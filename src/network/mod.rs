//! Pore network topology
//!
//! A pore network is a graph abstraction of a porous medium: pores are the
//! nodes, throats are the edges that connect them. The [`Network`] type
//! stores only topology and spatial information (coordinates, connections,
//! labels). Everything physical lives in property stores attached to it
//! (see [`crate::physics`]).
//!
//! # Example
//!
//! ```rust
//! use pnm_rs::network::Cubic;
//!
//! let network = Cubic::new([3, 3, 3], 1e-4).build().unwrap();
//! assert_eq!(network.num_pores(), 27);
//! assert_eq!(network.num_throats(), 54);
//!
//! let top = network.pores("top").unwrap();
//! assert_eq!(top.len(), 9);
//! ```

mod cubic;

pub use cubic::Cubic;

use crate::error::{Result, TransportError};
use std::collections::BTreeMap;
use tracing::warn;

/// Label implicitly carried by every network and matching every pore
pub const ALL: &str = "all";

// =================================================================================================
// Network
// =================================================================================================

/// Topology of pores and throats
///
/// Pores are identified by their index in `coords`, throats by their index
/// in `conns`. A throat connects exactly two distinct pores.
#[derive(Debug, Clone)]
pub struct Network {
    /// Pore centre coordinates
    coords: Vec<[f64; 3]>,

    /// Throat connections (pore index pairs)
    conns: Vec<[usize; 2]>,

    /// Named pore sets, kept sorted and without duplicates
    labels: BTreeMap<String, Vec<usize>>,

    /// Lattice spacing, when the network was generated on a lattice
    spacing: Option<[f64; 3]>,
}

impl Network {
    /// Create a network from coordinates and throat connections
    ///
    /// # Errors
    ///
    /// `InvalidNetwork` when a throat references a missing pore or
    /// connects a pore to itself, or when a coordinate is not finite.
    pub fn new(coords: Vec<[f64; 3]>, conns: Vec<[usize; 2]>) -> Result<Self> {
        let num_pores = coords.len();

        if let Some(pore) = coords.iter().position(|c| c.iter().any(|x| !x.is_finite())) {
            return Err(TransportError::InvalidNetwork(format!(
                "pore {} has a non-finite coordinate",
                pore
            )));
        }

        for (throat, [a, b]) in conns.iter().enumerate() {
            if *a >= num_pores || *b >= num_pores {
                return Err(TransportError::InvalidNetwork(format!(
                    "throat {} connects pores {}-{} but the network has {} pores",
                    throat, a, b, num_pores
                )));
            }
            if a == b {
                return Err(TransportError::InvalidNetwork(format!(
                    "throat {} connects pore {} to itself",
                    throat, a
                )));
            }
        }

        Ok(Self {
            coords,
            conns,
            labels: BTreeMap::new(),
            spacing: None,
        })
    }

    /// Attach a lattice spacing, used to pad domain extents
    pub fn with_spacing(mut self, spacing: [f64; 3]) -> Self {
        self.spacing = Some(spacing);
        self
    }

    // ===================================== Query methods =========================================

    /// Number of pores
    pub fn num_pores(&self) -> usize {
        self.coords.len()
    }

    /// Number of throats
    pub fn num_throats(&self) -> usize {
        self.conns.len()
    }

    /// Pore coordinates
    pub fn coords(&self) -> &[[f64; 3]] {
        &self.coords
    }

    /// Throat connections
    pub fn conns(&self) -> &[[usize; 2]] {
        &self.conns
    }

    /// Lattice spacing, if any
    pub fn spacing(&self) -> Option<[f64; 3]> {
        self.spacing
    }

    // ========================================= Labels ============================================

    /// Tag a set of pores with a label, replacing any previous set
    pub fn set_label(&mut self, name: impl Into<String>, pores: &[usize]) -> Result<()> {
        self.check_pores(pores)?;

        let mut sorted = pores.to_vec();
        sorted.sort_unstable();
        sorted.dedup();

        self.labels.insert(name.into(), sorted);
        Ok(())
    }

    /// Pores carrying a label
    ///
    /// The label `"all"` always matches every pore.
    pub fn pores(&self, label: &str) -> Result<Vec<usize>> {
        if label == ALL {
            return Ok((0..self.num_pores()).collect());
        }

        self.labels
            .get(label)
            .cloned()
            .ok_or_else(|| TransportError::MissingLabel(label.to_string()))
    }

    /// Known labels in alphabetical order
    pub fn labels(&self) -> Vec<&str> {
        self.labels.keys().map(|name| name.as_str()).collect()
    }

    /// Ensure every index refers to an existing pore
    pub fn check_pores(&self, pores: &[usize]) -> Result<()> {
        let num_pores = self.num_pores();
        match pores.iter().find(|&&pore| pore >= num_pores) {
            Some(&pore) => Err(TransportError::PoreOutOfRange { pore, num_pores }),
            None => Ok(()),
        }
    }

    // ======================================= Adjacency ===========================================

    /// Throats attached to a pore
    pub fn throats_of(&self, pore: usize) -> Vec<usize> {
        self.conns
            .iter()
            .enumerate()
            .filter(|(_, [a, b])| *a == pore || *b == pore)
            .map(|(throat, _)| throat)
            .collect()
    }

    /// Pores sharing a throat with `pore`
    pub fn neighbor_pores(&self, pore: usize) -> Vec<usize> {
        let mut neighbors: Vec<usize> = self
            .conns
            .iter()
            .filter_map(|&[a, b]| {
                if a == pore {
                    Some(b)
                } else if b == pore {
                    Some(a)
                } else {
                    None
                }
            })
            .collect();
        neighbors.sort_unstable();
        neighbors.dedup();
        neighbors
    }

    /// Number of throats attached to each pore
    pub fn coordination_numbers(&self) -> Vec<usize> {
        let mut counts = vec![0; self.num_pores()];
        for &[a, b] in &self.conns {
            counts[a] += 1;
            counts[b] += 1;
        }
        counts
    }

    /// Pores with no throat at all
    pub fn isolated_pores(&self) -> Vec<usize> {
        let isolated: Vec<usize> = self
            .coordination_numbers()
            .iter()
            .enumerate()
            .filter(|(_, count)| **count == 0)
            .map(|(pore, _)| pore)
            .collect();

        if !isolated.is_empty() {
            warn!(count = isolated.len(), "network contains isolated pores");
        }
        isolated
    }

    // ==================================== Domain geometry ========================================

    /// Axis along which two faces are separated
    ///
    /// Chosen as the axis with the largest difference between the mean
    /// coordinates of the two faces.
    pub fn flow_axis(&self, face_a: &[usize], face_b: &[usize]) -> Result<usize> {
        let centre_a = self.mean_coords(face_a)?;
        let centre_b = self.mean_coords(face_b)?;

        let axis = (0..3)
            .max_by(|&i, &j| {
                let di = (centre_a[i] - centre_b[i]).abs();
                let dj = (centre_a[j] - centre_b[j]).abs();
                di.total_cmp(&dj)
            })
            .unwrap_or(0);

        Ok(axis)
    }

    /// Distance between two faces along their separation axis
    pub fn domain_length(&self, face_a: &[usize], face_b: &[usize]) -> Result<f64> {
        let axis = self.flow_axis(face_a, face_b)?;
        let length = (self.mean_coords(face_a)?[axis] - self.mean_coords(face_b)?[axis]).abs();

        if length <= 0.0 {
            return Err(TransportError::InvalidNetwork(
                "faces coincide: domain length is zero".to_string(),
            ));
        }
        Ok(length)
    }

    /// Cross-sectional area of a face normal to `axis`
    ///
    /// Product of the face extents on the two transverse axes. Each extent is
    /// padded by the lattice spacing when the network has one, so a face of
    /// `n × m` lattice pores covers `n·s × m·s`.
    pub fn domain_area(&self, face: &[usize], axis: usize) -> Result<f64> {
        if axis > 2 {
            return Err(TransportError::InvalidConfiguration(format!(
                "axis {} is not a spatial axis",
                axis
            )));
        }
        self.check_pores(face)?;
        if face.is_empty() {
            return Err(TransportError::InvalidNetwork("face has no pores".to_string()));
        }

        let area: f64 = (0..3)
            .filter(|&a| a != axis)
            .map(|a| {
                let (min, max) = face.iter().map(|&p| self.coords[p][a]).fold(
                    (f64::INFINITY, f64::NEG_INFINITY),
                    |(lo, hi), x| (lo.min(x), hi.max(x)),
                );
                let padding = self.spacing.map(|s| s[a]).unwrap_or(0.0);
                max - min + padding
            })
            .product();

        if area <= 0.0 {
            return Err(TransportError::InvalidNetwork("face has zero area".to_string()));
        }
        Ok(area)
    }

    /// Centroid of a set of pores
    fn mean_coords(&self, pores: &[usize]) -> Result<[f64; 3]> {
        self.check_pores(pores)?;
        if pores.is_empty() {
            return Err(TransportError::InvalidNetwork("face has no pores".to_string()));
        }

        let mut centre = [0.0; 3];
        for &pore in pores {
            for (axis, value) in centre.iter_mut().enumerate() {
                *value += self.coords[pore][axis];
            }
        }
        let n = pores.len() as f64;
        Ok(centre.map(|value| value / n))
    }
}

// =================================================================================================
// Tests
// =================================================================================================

--

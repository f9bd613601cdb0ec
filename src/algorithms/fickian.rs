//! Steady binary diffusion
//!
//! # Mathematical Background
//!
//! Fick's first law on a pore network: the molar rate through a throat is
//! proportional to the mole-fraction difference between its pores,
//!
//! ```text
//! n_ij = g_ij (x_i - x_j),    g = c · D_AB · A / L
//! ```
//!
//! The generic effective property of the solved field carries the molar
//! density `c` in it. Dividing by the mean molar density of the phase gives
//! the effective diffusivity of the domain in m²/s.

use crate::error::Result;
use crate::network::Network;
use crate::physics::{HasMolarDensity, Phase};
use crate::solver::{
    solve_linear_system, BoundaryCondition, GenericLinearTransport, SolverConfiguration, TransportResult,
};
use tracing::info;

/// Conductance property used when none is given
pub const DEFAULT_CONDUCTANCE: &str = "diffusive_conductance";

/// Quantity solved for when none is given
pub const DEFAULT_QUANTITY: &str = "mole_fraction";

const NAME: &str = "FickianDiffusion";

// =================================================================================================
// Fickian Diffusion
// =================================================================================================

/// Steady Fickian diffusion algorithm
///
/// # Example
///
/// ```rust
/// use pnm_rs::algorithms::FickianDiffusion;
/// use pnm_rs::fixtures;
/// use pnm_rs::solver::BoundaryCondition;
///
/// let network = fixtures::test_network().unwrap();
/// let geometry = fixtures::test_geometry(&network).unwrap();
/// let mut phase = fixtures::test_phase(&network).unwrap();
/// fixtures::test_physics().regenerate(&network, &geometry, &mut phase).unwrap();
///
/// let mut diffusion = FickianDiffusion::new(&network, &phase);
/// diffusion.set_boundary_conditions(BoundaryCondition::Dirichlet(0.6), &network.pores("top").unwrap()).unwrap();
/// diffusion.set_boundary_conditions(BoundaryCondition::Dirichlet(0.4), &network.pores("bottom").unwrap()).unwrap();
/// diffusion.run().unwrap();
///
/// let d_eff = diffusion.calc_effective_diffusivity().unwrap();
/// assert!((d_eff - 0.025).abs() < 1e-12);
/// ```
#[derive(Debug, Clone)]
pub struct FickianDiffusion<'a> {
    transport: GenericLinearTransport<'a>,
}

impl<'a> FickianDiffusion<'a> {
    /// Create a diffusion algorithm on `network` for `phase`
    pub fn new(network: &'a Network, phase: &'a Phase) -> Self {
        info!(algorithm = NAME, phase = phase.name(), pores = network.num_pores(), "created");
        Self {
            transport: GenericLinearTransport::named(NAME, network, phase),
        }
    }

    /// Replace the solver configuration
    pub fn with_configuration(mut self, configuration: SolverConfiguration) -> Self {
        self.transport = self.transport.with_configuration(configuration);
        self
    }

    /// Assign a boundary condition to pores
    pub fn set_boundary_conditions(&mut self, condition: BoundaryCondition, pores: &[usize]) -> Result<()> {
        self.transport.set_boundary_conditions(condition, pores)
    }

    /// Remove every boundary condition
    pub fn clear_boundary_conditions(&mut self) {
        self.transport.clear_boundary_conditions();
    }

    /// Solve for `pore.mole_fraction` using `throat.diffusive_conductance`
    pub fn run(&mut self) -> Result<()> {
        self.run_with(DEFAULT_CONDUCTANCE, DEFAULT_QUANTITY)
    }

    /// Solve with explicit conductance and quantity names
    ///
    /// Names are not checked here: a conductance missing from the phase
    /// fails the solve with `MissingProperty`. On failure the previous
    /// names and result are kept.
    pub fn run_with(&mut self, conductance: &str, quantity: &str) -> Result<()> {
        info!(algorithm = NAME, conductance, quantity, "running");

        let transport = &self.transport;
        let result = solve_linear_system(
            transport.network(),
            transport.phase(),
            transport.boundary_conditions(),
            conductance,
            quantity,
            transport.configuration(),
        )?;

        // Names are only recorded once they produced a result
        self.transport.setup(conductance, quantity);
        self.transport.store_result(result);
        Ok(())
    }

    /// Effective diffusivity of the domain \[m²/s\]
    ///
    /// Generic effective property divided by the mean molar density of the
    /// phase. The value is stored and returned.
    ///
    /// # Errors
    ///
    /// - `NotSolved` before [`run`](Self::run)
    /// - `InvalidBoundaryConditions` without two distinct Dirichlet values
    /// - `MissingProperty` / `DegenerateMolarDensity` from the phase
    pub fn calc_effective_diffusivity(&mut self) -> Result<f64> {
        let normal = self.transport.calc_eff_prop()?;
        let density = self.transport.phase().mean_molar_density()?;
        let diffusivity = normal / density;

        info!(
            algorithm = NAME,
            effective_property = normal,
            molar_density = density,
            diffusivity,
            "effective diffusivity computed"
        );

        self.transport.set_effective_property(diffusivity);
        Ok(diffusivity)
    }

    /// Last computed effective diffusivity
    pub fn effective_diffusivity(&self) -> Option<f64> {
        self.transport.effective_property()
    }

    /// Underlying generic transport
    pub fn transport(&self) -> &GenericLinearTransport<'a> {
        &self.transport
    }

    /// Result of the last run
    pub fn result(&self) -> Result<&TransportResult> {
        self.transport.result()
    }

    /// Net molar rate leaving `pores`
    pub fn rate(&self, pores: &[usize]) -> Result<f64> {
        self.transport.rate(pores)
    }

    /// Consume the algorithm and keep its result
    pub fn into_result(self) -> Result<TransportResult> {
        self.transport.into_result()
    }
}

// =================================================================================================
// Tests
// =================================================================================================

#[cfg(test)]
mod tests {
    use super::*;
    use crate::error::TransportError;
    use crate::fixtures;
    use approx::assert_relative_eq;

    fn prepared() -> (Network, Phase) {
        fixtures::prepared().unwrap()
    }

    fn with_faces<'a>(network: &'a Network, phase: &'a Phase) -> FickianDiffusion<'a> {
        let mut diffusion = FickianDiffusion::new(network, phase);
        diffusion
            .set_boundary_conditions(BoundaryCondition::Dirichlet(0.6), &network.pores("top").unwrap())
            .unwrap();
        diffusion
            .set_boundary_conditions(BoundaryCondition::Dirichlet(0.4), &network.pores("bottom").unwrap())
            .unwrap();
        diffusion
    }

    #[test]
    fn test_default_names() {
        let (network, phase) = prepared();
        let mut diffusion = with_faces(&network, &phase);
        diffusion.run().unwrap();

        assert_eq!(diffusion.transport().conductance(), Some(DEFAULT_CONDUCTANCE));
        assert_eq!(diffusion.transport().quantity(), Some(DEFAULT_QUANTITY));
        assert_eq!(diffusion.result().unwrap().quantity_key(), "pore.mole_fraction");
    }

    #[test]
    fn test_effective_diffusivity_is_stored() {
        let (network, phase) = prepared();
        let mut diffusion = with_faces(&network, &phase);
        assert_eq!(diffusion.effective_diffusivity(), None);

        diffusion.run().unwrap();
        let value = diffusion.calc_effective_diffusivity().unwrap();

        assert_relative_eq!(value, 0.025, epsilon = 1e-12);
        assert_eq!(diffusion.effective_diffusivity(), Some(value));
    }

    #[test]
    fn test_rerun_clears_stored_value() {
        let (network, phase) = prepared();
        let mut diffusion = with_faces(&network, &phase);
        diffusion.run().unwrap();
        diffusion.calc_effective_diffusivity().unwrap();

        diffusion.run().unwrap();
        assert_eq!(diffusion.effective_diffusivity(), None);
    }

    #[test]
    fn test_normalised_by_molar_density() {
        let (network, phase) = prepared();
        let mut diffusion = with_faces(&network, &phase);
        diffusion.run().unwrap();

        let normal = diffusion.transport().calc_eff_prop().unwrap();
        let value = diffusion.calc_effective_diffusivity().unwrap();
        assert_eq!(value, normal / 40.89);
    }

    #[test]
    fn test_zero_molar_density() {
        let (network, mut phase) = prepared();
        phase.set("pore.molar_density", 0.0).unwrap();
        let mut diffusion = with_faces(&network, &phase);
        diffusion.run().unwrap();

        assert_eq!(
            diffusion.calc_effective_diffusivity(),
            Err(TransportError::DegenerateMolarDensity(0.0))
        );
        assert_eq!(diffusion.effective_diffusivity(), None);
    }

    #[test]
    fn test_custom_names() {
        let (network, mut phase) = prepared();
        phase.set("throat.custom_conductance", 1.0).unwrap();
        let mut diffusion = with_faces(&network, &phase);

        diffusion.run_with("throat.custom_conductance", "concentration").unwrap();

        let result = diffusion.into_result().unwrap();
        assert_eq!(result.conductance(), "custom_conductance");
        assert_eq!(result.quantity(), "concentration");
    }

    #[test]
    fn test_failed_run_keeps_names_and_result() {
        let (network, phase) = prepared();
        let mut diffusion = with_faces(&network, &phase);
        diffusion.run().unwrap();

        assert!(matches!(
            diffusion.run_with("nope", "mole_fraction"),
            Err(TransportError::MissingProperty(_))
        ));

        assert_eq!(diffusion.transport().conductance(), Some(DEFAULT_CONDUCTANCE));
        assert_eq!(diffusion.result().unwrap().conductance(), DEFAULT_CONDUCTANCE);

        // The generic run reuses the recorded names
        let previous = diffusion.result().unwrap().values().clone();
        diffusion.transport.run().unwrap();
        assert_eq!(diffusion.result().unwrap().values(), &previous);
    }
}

---

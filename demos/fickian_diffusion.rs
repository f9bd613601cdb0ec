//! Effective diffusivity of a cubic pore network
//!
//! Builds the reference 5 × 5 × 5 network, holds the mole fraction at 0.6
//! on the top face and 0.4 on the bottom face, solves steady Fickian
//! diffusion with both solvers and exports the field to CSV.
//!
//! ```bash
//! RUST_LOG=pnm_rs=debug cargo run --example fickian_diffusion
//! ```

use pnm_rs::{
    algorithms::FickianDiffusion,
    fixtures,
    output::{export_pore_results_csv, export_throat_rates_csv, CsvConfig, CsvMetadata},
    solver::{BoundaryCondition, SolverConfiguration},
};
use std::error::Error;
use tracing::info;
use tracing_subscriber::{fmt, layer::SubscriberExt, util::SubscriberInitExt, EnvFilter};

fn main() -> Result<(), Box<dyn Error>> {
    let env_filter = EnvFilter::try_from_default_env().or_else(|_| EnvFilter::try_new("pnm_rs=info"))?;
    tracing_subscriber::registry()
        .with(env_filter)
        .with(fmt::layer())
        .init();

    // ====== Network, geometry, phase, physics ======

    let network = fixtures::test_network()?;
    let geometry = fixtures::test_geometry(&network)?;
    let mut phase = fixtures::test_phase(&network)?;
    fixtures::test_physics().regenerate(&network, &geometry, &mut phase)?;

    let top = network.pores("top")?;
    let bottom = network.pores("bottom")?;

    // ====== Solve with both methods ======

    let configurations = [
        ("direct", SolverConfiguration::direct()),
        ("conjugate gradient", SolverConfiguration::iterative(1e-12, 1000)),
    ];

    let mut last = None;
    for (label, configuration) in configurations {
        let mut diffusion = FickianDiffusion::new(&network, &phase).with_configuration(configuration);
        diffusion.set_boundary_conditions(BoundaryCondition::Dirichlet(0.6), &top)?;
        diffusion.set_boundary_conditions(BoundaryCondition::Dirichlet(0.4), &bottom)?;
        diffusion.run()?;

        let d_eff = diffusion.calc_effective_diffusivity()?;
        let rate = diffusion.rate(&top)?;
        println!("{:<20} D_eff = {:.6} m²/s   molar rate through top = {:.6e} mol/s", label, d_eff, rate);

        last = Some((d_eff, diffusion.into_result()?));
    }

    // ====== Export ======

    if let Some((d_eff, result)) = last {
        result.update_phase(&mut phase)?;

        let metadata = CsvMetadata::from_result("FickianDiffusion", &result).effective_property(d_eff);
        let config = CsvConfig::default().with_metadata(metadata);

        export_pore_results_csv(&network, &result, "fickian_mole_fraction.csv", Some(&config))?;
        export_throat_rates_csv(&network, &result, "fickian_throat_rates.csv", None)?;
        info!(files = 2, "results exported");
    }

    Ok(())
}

• [Directions for this task] Among the records above, repeat exactly the line with "geometry, phase, physics", the line with "for (label, configuration)", and every line in between, and only those.

• [Task result]
    // ====== Network, geometry, phase, physics ======

    let network = fixtures::test_network()?;
    let geometry = fixtures::test_geometry(&network)?;
    let mut phase = fixtures::test_phase(&network)?;
    fixtures::test_physics().regenerate(&network, &geometry, &mut phase)?;

    let top = network.pores("top")?;
    let bottom = network.pores("bottom")?;

    // ====== Solve with both methods ======

    let configurations = [
        ("direct", SolverConfiguration::direct()),
        ("conjugate gradient", SolverConfiguration::iterative(1e-12, 1000)),
    ];

    let mut last = None;
    for (label, configuration) in configurations {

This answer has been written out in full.